Action item
From the entries below, gather each line containing the word "within".
________________________________________
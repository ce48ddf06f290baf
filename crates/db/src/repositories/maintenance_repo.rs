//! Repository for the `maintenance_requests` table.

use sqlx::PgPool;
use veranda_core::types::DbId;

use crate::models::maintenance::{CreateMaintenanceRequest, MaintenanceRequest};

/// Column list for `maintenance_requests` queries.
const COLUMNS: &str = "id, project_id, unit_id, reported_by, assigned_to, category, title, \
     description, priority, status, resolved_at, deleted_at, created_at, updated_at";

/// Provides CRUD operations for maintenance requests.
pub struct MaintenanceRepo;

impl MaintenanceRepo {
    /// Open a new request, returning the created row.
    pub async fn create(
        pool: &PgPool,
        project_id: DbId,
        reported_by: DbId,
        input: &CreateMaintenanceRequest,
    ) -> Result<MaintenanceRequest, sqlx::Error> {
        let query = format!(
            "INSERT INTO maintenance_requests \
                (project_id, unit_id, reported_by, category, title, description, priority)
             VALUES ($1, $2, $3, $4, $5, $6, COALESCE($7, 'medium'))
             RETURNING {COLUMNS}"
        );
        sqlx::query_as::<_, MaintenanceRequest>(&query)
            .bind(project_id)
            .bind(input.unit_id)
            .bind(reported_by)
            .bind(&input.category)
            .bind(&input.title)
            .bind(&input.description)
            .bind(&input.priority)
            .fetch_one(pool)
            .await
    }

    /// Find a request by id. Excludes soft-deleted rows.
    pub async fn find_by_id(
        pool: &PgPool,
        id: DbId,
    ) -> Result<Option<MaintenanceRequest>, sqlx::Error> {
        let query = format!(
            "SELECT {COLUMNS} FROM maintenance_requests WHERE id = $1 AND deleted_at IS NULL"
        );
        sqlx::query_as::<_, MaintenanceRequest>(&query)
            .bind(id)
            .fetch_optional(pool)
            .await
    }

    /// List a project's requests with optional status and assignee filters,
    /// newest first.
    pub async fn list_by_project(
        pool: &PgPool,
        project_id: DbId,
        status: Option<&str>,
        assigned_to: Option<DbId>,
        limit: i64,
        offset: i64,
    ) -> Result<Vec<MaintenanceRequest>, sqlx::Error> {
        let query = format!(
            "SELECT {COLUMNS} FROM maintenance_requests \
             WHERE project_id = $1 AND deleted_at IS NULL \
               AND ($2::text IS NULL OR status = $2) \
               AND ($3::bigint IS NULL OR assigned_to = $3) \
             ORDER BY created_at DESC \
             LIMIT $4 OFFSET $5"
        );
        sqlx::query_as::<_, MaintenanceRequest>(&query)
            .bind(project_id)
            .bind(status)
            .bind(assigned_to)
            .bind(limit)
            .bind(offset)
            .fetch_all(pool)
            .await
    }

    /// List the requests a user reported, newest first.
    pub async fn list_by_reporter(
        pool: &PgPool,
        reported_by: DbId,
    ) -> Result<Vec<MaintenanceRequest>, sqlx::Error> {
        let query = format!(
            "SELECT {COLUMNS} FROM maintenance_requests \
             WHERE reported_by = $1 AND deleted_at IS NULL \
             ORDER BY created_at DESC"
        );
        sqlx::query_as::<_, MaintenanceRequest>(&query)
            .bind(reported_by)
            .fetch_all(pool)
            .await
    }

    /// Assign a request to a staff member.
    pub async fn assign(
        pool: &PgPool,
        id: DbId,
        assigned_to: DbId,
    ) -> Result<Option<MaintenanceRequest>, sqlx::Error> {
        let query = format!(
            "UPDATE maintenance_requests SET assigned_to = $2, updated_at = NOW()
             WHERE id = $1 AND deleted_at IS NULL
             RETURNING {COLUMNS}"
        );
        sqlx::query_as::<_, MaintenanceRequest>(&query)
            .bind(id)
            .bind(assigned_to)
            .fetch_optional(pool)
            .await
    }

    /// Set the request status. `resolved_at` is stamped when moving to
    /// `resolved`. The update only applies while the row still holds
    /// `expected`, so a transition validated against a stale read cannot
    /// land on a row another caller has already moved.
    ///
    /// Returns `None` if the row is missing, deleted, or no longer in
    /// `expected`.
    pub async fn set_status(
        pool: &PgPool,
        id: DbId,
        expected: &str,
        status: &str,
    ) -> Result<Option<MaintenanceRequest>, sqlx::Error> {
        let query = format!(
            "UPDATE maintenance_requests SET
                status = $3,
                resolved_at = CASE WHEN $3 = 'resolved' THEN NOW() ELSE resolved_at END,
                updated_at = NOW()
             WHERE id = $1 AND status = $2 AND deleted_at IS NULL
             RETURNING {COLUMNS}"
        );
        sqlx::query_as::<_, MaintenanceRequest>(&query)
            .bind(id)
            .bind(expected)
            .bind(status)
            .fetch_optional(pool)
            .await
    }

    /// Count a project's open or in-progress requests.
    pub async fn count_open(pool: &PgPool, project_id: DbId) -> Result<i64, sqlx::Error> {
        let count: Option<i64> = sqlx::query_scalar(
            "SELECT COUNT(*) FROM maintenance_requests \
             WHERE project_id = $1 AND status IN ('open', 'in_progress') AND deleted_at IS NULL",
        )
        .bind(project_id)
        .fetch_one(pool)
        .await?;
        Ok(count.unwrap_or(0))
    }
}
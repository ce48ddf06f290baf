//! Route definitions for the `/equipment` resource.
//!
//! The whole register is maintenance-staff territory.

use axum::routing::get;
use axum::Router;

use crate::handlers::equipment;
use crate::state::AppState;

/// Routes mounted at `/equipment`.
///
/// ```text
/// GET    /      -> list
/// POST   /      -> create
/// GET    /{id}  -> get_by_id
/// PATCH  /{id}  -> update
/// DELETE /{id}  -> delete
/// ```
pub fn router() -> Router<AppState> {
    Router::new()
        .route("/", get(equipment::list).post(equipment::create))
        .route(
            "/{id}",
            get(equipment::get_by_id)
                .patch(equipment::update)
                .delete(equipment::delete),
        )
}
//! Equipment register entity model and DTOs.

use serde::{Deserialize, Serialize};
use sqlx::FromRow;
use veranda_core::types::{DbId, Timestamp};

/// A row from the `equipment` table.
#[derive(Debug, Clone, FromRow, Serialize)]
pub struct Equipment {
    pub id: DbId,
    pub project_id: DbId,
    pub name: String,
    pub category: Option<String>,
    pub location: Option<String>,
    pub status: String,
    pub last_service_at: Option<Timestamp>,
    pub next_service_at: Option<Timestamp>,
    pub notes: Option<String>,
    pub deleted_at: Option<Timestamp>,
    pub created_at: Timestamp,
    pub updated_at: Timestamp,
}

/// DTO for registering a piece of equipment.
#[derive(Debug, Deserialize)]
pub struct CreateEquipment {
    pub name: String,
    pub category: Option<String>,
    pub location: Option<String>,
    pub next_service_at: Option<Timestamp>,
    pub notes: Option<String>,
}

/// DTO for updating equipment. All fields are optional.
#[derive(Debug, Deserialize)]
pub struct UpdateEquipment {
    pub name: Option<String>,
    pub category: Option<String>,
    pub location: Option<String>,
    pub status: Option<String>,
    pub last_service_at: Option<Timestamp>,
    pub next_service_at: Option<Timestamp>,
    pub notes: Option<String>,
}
________________________________________
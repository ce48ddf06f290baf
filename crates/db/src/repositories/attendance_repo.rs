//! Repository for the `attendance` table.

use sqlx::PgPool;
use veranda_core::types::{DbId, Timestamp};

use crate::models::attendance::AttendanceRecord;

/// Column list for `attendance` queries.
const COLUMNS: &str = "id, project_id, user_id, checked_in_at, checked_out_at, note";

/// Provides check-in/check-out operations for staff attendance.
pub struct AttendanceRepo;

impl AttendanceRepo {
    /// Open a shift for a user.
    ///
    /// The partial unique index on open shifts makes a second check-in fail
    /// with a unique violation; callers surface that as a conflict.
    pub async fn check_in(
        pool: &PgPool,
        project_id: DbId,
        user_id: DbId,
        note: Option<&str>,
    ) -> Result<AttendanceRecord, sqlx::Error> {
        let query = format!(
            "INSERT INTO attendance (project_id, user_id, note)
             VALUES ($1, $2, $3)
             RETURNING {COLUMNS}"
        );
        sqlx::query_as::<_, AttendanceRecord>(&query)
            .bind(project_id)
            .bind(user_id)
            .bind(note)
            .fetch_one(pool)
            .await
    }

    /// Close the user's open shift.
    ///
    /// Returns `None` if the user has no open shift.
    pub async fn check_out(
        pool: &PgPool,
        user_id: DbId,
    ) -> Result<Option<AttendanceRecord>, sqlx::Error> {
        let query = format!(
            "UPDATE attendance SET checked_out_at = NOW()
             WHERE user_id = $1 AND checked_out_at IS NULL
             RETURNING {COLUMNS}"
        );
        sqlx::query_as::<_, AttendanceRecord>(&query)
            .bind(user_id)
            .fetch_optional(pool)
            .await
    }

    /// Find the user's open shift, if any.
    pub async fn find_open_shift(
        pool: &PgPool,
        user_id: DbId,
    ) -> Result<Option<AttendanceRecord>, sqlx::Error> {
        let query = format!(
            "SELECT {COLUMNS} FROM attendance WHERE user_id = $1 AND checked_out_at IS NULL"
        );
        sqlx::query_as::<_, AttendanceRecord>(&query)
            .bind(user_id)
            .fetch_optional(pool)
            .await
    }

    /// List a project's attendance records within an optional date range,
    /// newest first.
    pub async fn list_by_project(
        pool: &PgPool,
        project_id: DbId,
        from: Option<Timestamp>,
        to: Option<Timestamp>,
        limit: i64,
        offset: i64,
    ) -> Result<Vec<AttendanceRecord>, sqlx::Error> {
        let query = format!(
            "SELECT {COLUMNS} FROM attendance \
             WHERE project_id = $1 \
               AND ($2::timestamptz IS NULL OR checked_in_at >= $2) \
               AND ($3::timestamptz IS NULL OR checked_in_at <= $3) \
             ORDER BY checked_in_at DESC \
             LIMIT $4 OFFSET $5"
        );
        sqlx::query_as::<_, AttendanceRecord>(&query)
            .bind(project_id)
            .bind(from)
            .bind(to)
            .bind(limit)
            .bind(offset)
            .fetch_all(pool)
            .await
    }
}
________________________________________
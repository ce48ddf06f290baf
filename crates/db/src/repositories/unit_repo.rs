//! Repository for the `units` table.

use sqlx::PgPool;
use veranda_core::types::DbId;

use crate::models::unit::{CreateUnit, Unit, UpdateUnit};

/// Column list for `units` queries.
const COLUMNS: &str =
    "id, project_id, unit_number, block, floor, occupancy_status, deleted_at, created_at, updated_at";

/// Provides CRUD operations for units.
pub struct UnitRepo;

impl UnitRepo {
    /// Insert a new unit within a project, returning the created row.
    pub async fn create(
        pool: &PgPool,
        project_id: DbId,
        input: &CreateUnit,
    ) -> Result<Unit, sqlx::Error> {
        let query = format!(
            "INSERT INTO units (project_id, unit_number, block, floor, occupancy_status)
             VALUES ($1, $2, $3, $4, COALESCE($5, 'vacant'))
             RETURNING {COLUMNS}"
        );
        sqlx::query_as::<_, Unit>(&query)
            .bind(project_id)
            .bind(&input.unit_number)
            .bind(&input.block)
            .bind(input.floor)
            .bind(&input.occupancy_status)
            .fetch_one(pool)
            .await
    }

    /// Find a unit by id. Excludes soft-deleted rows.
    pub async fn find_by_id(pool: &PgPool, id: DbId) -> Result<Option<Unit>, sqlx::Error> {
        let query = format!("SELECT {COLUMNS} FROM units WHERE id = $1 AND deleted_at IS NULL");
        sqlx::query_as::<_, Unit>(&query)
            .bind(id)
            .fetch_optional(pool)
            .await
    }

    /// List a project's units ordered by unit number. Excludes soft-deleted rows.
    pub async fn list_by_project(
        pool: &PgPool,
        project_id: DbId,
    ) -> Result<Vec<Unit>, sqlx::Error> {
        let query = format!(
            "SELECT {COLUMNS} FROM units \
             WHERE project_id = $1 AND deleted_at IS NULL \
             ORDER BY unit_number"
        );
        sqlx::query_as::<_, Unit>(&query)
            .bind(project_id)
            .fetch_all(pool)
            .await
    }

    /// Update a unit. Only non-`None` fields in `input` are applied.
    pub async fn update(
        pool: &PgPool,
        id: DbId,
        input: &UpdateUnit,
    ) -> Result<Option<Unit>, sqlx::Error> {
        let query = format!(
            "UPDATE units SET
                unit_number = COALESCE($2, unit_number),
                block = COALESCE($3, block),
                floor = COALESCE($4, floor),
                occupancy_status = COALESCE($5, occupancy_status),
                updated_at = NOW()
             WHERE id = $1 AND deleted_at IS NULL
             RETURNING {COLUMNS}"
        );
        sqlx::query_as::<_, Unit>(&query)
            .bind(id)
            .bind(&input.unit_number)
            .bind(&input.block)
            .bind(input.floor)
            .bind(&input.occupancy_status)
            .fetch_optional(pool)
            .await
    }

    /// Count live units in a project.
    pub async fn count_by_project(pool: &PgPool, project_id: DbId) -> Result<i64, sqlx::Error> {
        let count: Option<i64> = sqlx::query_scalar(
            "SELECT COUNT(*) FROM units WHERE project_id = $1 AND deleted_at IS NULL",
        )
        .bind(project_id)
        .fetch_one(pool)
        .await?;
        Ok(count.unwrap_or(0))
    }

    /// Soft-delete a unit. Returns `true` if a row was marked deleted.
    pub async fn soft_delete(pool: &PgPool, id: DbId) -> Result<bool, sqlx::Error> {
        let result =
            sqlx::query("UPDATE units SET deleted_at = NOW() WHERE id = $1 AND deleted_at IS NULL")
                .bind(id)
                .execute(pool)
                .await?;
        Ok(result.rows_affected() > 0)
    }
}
________________________________________
Response to the exercise
    /// List a project's attendance records within an optional date range,
    /// Insert a new unit within a project, returning the created row.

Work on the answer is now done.